Collected data entries:
※

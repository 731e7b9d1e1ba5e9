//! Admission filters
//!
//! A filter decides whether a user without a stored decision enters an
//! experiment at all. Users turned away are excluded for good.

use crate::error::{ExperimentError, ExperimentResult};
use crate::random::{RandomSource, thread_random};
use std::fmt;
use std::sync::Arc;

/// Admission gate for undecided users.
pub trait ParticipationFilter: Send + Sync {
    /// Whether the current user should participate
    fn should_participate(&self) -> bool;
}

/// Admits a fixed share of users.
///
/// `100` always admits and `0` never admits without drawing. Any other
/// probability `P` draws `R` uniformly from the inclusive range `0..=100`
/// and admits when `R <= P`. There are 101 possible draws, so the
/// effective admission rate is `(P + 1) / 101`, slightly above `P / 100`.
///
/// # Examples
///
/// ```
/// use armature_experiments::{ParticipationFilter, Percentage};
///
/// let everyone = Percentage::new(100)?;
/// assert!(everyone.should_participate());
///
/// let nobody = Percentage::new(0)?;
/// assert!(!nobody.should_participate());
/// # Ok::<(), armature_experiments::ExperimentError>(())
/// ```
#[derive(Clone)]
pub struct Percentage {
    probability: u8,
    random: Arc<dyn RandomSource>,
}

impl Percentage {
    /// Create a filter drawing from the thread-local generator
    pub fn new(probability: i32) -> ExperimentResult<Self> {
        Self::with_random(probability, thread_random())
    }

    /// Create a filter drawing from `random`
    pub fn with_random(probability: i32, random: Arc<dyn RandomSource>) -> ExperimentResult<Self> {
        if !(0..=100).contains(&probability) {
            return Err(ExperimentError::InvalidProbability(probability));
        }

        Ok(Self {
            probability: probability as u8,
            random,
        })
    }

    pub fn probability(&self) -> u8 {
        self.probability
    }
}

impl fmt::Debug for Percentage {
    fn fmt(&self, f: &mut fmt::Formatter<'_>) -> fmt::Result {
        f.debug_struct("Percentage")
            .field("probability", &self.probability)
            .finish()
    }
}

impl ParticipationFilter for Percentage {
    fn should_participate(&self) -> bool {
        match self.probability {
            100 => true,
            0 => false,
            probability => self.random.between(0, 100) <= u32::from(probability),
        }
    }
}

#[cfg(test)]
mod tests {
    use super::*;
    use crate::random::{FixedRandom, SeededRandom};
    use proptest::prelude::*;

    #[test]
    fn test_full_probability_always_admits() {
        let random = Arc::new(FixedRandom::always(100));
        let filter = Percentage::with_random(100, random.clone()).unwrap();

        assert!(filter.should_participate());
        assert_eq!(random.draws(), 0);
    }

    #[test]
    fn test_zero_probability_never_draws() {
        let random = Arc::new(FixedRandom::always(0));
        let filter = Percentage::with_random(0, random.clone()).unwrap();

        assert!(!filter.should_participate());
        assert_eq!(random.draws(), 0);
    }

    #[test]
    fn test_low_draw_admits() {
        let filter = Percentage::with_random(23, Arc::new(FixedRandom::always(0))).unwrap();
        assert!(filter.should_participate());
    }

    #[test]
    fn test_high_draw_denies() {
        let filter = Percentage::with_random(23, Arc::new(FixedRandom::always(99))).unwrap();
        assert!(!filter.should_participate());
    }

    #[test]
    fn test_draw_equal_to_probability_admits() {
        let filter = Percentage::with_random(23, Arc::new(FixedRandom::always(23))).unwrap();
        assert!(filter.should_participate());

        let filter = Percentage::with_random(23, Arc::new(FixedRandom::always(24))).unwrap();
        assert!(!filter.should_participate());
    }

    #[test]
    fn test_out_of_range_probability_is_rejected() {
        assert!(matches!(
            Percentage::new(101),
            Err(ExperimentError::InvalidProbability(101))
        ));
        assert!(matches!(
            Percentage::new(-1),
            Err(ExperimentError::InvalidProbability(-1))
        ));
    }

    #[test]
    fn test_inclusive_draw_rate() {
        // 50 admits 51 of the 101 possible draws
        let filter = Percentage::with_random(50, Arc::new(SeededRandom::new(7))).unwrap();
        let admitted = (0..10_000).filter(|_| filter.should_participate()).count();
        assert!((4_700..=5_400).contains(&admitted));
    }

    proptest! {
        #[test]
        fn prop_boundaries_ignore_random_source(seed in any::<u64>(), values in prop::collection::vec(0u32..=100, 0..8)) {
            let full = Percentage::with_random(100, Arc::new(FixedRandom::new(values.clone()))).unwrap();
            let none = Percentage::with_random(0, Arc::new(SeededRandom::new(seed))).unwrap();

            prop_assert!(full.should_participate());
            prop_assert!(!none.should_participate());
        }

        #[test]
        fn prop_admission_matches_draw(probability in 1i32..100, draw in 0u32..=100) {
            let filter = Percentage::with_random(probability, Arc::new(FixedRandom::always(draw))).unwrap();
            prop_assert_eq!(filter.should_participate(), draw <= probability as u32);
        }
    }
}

※

→ WHAT THE TASK ASKS
Write out each entry exactly, and omit nothing.

→ TASK RESULT
repository 731e7b9d1e1ba5e9
//! Admission filters
//!
//! A filter decides whether a user without a stored decision enters an
//! experiment at all. Users turned away are excluded for good.

use crate::error::{ExperimentError, ExperimentResult};
use crate::random::{RandomSource, thread_random};
use std::fmt;
use std::sync::Arc;

/// Admission gate for undecided users.
pub trait ParticipationFilter: Send + Sync {
    /// Whether the current user should participate
    fn should_participate(&self) -> bool;
}

/// Admits a fixed share of users.
///
/// `100` always admits and `0` never admits without drawing. Any other
/// probability `P` draws `R` uniformly from the inclusive range `0..=100`
/// and admits when `R <= P`. There are 101 possible draws, so the
/// effective admission rate is `(P + 1) / 101`, slightly above `P / 100`.
///
/// # Examples
///
/// ```
/// use armature_experiments::{ParticipationFilter, Percentage};
///
/// let everyone = Percentage::new(100)?;
/// assert!(everyone.should_participate());
///
/// let nobody = Percentage::new(0)?;
/// assert!(!nobody.should_participate());
/// # Ok::<(), armature_experiments::ExperimentError>(())
/// ```
#[derive(Clone)]
pub struct Percentage {
    probability: u8,
    random: Arc<dyn RandomSource>,
}

impl Percentage {
    /// Create a filter drawing from the thread-local generator
    pub fn new(probability: i32) -> ExperimentResult<Self> {
        Self::with_random(probability, thread_random())
    }

    /// Create a filter drawing from `random`
    pub fn with_random(probability: i32, random: Arc<dyn RandomSource>) -> ExperimentResult<Self> {
        if !(0..=100).contains(&probability) {
            return Err(ExperimentError::InvalidProbability(probability));
        }

        Ok(Self {
            probability: probability as u8,
            random,
        })
    }

    pub fn probability(&self) -> u8 {
        self.probability
    }
}

impl fmt::Debug for Percentage {
    fn fmt(&self, f: &mut fmt::Formatter<'_>) -> fmt::Result {
        f.debug_struct("Percentage")
            .field("probability", &self.probability)
            .finish()
    }
}

impl ParticipationFilter for Percentage {
    fn should_participate(&self) -> bool {
        match self.probability {
            100 => true,
            0 => false,
            probability => self.random.between(0, 100) <= u32::from(probability),
        }
    }
}

#[cfg(test)]
mod tests {
    use super::*;
    use crate::random::{FixedRandom, SeededRandom};
    use proptest::prelude::*;

    #[test]
    fn test_full_probability_always_admits() {
        let random = Arc::new(FixedRandom::always(100));
        let filter = Percentage::with_random(100, random.clone()).unwrap();

        assert!(filter.should_participate());
        assert_eq!(random.draws(), 0);
    }

    #[test]
    fn test_zero_probability_never_draws() {
        let random = Arc::new(FixedRandom::always(0));
        let filter = Percentage::with_random(0, random.clone()).unwrap();

        assert!(!filter.should_participate());
        assert_eq!(random.draws(), 0);
    }

    #[test]
    fn test_low_draw_admits() {
        let filter = Percentage::with_random(23, Arc::new(FixedRandom::always(0))).unwrap();
        assert!(filter.should_participate());
    }

    #[test]
    fn test_high_draw_denies() {
        let filter = Percentage::with_random(23, Arc::new(FixedRandom::always(99))).unwrap();
        assert!(!filter.should_participate());
    }

    #[test]
    fn test_draw_equal_to_probability_admits() {
        let filter = Percentage::with_random(23, Arc::new(FixedRandom::always(23))).unwrap();
        assert!(filter.should_participate());

        let filter = Percentage::with_random(23, Arc::new(FixedRandom::always(24))).unwrap();
        assert!(!filter.should_participate());
    }

    #[test]
    fn test_out_of_range_probability_is_rejected() {
        assert!(matches!(
            Percentage::new(101),
            Err(ExperimentError::InvalidProbability(101))
        ));
        assert!(matches!(
            Percentage::new(-1),
            Err(ExperimentError::InvalidProbability(-1))
        ));
    }

    #[test]
    fn test_inclusive_draw_rate() {
        // 50 admits 51 of the 101 possible draws
        let filter = Percentage::with_random(50, Arc::new(SeededRandom::new(7))).unwrap();
        let admitted = (0..10_000).filter(|_| filter.should_participate()).count();
        assert!((4_700..=5_400).contains(&admitted));
    }

    proptest! {
        #[test]
        fn prop_boundaries_ignore_random_source(seed in any::<u64>(), values in prop::collection::vec(0u32..=100, 0..8)) {
            let full = Percentage::with_random(100, Arc::new(FixedRandom::new(values.clone()))).unwrap();
            let none = Percentage::with_random(0, Arc::new(SeededRandom::new(seed))).unwrap();

            prop_assert!(full.should_participate());
            prop_assert!(!none.should_participate());
        }

        #[test]
        fn prop_admission_matches_draw(probability in 1i32..100, draw in 0u32..=100) {
            let filter = Percentage::with_random(probability, Arc::new(FixedRandom::always(draw))).unwrap();
            prop_assert_eq!(filter.should_participate(), draw <= probability as u32);
        }
    }
}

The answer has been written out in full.